The Caravan Magazine
A Journal of Politics and Culture

In 1940, when the entire Indian subcontinent was rising in the independence struggle against the British rule, the late Mr. Vishva Nath, the founder of "Delhi Press", launched The Caravan. With its nuanced political and literary journalism, The Caravan became, in many ways, the cradle of development for English magazine journalism in India. It inspired and engaged more than three generations of political, academic and social thinkers in India, and carved a special space for itself as the magazine for intellectuals and activists.

In 1988, The Caravan was renamed as Alive, a magazine that continues to be published today. Over the years, "Delhi Press" has become the largest magazine publishing house in the country. Today we publish 31 magazines in nine languages, including popular titles like Woman's Era, Grihshobha, Sarita, Saras Salil and Champak.

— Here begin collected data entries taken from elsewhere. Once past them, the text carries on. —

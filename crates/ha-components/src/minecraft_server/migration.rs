//! Config entry migration
//!
//! Version 1 built entity and device identifiers from the entry's unique id,
//! which was derived from the server address. Version 2 builds them from the
//! config entry id.

use ha_config_entries::{ConfigEntries, ConfigEntry, ConfigEntryUpdate};
use ha_registries::{DeviceIdentifier, DeviceRegistry, EntityEntry, EntityRegistry, EntityUpdate};
use tracing::debug;

use super::constants::{DOMAIN, KEY_LATENCY, KEY_MOTD, VERSION};
use super::error::{MinecraftServerError, MinecraftServerResult};

/// Migrate a config entry and the registry records built from it.
///
/// Entries already past version 1 are left untouched.
pub async fn migrate_entry(
    entries: &ConfigEntries,
    devices: &DeviceRegistry,
    entities: &EntityRegistry,
    entry: &ConfigEntry,
) -> MinecraftServerResult<bool> {
    debug!("Migrating from version {}", entry.version);
    let mut version = entry.version;

    if entry.version == 1 {
        let old_unique_id = entry
            .unique_id
            .clone()
            .ok_or_else(|| MinecraftServerError::MissingLegacyUniqueId(entry.entry_id.clone()))?;
        let config_entry_id = entry.entry_id.as_str();

        debug!("Migrating config entry. Resetting unique ID: {}", old_unique_id);
        let updated = entries
            .update(
                config_entry_id,
                ConfigEntryUpdate::new().unique_id(None).version(VERSION),
            )
            .await?;
        version = updated.version;

        migrate_device_identifiers(devices, config_entry_id, &old_unique_id).await?;

        entities
            .migrate_entries(config_entry_id, |entity| {
                migrate_entity_unique_id(config_entry_id, entity).map(Some)
            })
            .await?;
    }

    debug!("Migration to version {} successful", version);
    Ok(true)
}

/// Re-key the entry's device on the config entry id.
///
/// Only the first device carrying the legacy unique id is migrated. Returns
/// whether one was found.
pub async fn migrate_device_identifiers(
    devices: &DeviceRegistry,
    config_entry_id: &str,
    old_unique_id: &str,
) -> MinecraftServerResult<bool> {
    let Some(device) = devices
        .get_by_config_entry_id(config_entry_id)
        .into_iter()
        .find(|device| device.identifiers.iter().any(|i| i.id() == old_unique_id))
    else {
        return Ok(false);
    };

    let new_identifiers = vec![DeviceIdentifier::new(DOMAIN, config_entry_id)];
    debug!(
        "Migrating device identifiers from {:?} to {:?}",
        device.identifiers, new_identifiers
    );
    devices.update_identifiers(&device.id, new_identifiers)?;
    devices.save().await?;
    Ok(true)
}

/// New entity update for a version 1 entity.
pub fn migrate_entity_unique_id(
    config_entry_id: &str,
    entity: &EntityEntry,
) -> MinecraftServerResult<EntityUpdate> {
    let new_unique_id = convert_unique_id(config_entry_id, &entity.unique_id)?;
    debug!(
        "Migrating entity unique ID from {} to {}",
        entity.unique_id, new_unique_id
    );
    Ok(EntityUpdate::unique_id(new_unique_id))
}

/// Convert a version 1 unique id to `<config_entry_id>-<key>`.
///
/// Version 1 ids come in three shapes, all with the entity type third:
/// `<host>-srv-<type>`, `<host>-<port>-<type>` and `<mac>-<port>-<type>`.
/// Version 1 also stored entity names ("Protocol Version") instead of keys.
pub fn convert_unique_id(
    config_entry_id: &str,
    legacy_unique_id: &str,
) -> MinecraftServerResult<String> {
    let entity_type = legacy_unique_id
        .split('-')
        .nth(2)
        .ok_or_else(|| MinecraftServerError::MalformedUniqueId(legacy_unique_id.to_string()))?;

    let normalized = entity_type.to_lowercase().replace(' ', "_");
    let key = match normalized.as_str() {
        "world_message" => KEY_MOTD,
        "latency_time" => KEY_LATENCY,
        other => other,
    };

    Ok(format!("{config_entry_id}-{key}"))
}

#[cfg(test)]
mod tests {
    use super::*;

    #[test]
    fn test_convert_entity_names_to_keys() {
        let cases = [
            ("abc123-25565-Protocol Version", "E1-protocol_version"),
            ("mc.example.com-srv-Players Online", "E1-players_online"),
            ("mc.example.com-25565-Version", "E1-version"),
            ("00:11:22:33:44:55-25565-Players Max", "E1-players_max"),
            ("mc.example.com-srv-Status", "E1-status"),
        ];
        for (legacy, expected) in cases {
            assert_eq!(convert_unique_id("E1", legacy).unwrap(), expected);
        }
    }

    #[test]
    fn test_convert_renamed_keys() {
        assert_eq!(
            convert_unique_id("E1", "host-srv-World Message").unwrap(),
            "E1-motd"
        );
        assert_eq!(
            convert_unique_id("E1", "host-srv-Latency Time").unwrap(),
            "E1-latency"
        );
    }

    #[test]
    fn test_convert_too_few_segments() {
        for legacy in ["host-Status", "Status", ""] {
            let result = convert_unique_id("E1", legacy);
            assert!(
                matches!(result, Err(MinecraftServerError::MalformedUniqueId(ref id)) if id == legacy),
                "{legacy}"
            );
        }
    }

    #[test]
    fn test_convert_extra_segments_reads_third() {
        // Hosts containing '-' shift the type token; the third segment is used anyway
        assert_eq!(
            convert_unique_id("E1", "my-host-srv-World Message").unwrap(),
            "E1-srv"
        );
    }

    #[test]
    fn test_migrate_entity_unique_id() {
        let entity = EntityEntry::new(
            "sensor.survival_latency",
            DOMAIN,
            "mc.example.com-srv-Latency Time",
        );
        let update = migrate_entity_unique_id("E1", &entity).unwrap();
        assert_eq!(update.new_unique_id.as_deref(), Some("E1-latency"));
        assert_eq!(update.new_entity_id, None);
    }
}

The Caravan is still fondly remembered in the senior intellectual circles of the country. The magazine has now been re-launched with the same journalistic spirit of our first publication, and as a magazine dedicated to narrative journalism.


Goodbye to Ballimaran
By NABINA DAS

I’ve heard about riled up days that despised names of verses
they preferred riding set-jaw jeeps over the back of old town Dilli
earlier than the rooster, stopping for certain numbered doors

Possibly, those sweaty days turned swear words into Molotovs
charred down bamboo screens after summer’s whimsical rain
left a few blackened posts under roofs where couplets had lived

Possibly I imagined my footsteps would precede yours there
even now, waiting, a pastured horse munching tender rhymes
your leftover half-ghazals, their florid maktas, for this was love

Didn’t Ghalib live here? My rickshaw man pedaled and smiled:
He bought his quarter peg here every evening, walked from there!
No wonder, I imagined your beard hair on the banister, wind-tangled

If you still exhaled behind that cindered verandah I would not know
holding broken bangles, pieces of a departed love, post intermission —
Alvida, you must’ve said in a sad refrain, adding in English, “So long.”